Değerli dostlar,
Erkekler Mars’tan, kadınlar Venüs’ten lafını bilirsiniz. Daha önceki yazılarımd Mars’tan çok bahsetmiştim. Bugün Venüs ile ilgili biraz bilgi vereyim. Dünya’nın kardeş gezegeni Venüs, hızlı hareket eden yoğun atmosferi olmasaydı muhtemelen dönmezdi. Bunun yerine sabit durur ve tıpkı Ay’ın aynı tarafının her zaman Dünya’ya bakması gibi o da aynı tarafıyla hep Güneş’e bakardı.

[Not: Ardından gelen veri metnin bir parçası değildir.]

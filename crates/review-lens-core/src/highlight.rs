//! Marking chosen words inside comment text.

use std::borrow::Cow;
use std::cmp::Reverse;
use std::collections::BTreeSet;
use std::str::FromStr;

use aho_corasick::AhoCorasick;

use crate::error::AnalysisError;
use crate::occurrence::Occurrence;

/// Opening tag used by [`Markup::Html`].
const HTML_OPEN: &str = r#"<span style="color: red; font-weight: bold;">"#;

/// How marked words and source footers are rendered.
pub enum Markup {
    /// Inline HTML spans and a `<br>` footer.
    Html,
    /// `【word】` brackets and a plain-text footer line.
    Plain,
    /// Caller-supplied word styling (e.g. terminal colors); plain footer.
    Custom(Box<dyn Fn(&str) -> String + Send + Sync>),
}

impl std::fmt::Debug for Markup {
    fn fmt(&self, f: &mut std::fmt::Formatter<'_>) -> std::fmt::Result {
        match self {
            Self::Html => f.write_str("Html"),
            Self::Plain => f.write_str("Plain"),
            Self::Custom(_) => f.write_str("Custom(..)"),
        }
    }
}

impl FromStr for Markup {
    type Err = AnalysisError;

    fn from_str(s: &str) -> Result<Self, Self::Err> {
        match s.trim().to_ascii_lowercase().as_str() {
            "html" => Ok(Self::Html),
            "plain" | "text" => Ok(Self::Plain),
            _ => Err(AnalysisError::UnknownMarkup(s.to_string())),
        }
    }
}

/// Marks target words in display text.
#[derive(Debug)]
pub struct Highlighter {
    markup: Markup,
}

impl Highlighter {
    /// Create a highlighter with the given markup.
    pub const fn new(markup: Markup) -> Self {
        Self { markup }
    }

    fn mark(&self, word: &str) -> String {
        match &self.markup {
            Markup::Html => format!("{HTML_OPEN}{word}</span>"),
            Markup::Plain => format!("【{word}】"),
            Markup::Custom(style) => style(word),
        }
    }

    /// Escape comment text for the current markup.
    fn escape<'a>(&self, text: &'a str) -> Cow<'a, str> {
        match self.markup {
            Markup::Html => html_escape::encode_safe(text),
            Markup::Plain | Markup::Custom(_) => Cow::Borrowed(text),
        }
    }

    /// Mark every occurrence of every target in `text`.
    ///
    /// Matches are found on the original text, so markup inserted for one
    /// target is never rewritten by another. Each target is marked on its
    /// own: a target inside another target's match gets its own mark nested
    /// within the outer one. Two matches that cross are split where the
    /// first one ends. In HTML markup, comment text is escaped.
    pub fn highlight(&self, text: &str, targets: &[&str]) -> String {
        let patterns: Vec<&str> = targets.iter().copied().filter(|t| !t.is_empty()).collect();
        if patterns.is_empty() {
            return self.escape(text).into_owned();
        }
        let matcher = match AhoCorasick::new(&patterns) {
            Ok(matcher) => matcher,
            Err(e) => {
                tracing::warn!(error = %e, "could not build highlight matcher");
                return self.escape(text).into_owned();
            }
        };

        let spans = nest_spans(
            matcher
                .find_overlapping_iter(text)
                .map(|m| (m.start(), m.end())),
        );
        self.render_spans(text, 0, text.len(), &spans)
    }

    /// Render `text[start..end]`, marking `spans` (nested, sorted, in range).
    fn render_spans(&self, text: &str, start: usize, end: usize, spans: &[(usize, usize)]) -> String {
        let mut out = String::with_capacity(end - start);
        let mut cursor = start;
        let mut i = 0;
        while i < spans.len() {
            let (span_start, span_end) = spans[i];
            let inner_len = spans[i + 1..]
                .iter()
                .take_while(|(s, _)| *s < span_end)
                .count();
            out.push_str(&self.escape(&text[cursor..span_start]));
            let inner = self.render_spans(text, span_start, span_end, &spans[i + 1..i + 1 + inner_len]);
            out.push_str(&self.mark(&inner));
            cursor = span_end;
            i += 1 + inner_len;
        }
        out.push_str(&self.escape(&text[cursor..end]));
        out
    }

    /// Footer naming the source file.
    pub fn footer(&self, source: &str) -> String {
        match self.markup {
            Markup::Html => format!(
                r#"<br><small style="color: gray;">来源: {}</small>"#,
                html_escape::encode_safe(source)
            ),
            Markup::Plain | Markup::Custom(_) => format!("\n来源: {source}"),
        }
    }

    /// Highlight a comment and append its source footer when labelled.
    pub fn render(&self, occurrence: &Occurrence, targets: &[&str]) -> String {
        let mut out = self.highlight(&occurrence.comment, targets);
        if !occurrence.source.is_empty() {
            out.push_str(&self.footer(&occurrence.source));
        }
        out
    }
}

/// Turn raw match spans into a properly nested set.
///
/// Output is sorted by start, longer spans first, with every span either
/// inside or disjoint from each earlier one. A span crossing the end of an
/// enclosing span is split at that end.
fn nest_spans(spans: impl IntoIterator<Item = (usize, usize)>) -> Vec<(usize, usize)> {
    let mut pending: BTreeSet<(usize, Reverse<usize>)> =
        spans.into_iter().map(|(s, e)| (s, Reverse(e))).collect();
    let mut enclosing: Vec<usize> = Vec::new();
    let mut nested = Vec::with_capacity(pending.len());

    while let Some((start, Reverse(end))) = pending.pop_first() {
        while enclosing.last().is_some_and(|&outer| outer <= start) {
            enclosing.pop();
        }
        let end = match enclosing.last() {
            Some(&outer) if end > outer => {
                pending.insert((outer, Reverse(end)));
                outer
            }
            _ => end,
        };
        nested.push((start, end));
        enclosing.push(end);
    }
    nested
}

impl Default for Highlighter {
    fn default() -> Self {
        Self::new(Markup::Html)
    }
}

Uzaydaki büyük bir cismin kütleçekimi, ufak bir cismin dönmesini önleyebiliyor. Bu olguya kütleçekim kilidi adı veriliyor. Şimdiyse Riverside – California Üniversitesinde çalışan bir bilim insanı, atmosferin bu kilitlenmeyi önlediği için diğer gezegenlerin yanısıra Venüs üzerinde yapılan çalışmalarda da daha baskın bir unsur haline gelmesi gerektiğini iddia ediyor. Bilim insanının argümanları ve Venüs’e yönelik kısmen kütleçekim kilitli bir gezegen şeklindeki betimlemeleri, dün Nature Astronomy bülteninde yayımlandı.
Makalenin baş yazarı astrofizikçi Stephen Kane, “Atmosferi, bir
gezegenin üzerinde yer alan ince ve neredeyse ayrı bir katman olarak
düşünüyoruz” diyor. “Katı gezegenle asgari etkileşimde bulunduğunu düşünüyoruz.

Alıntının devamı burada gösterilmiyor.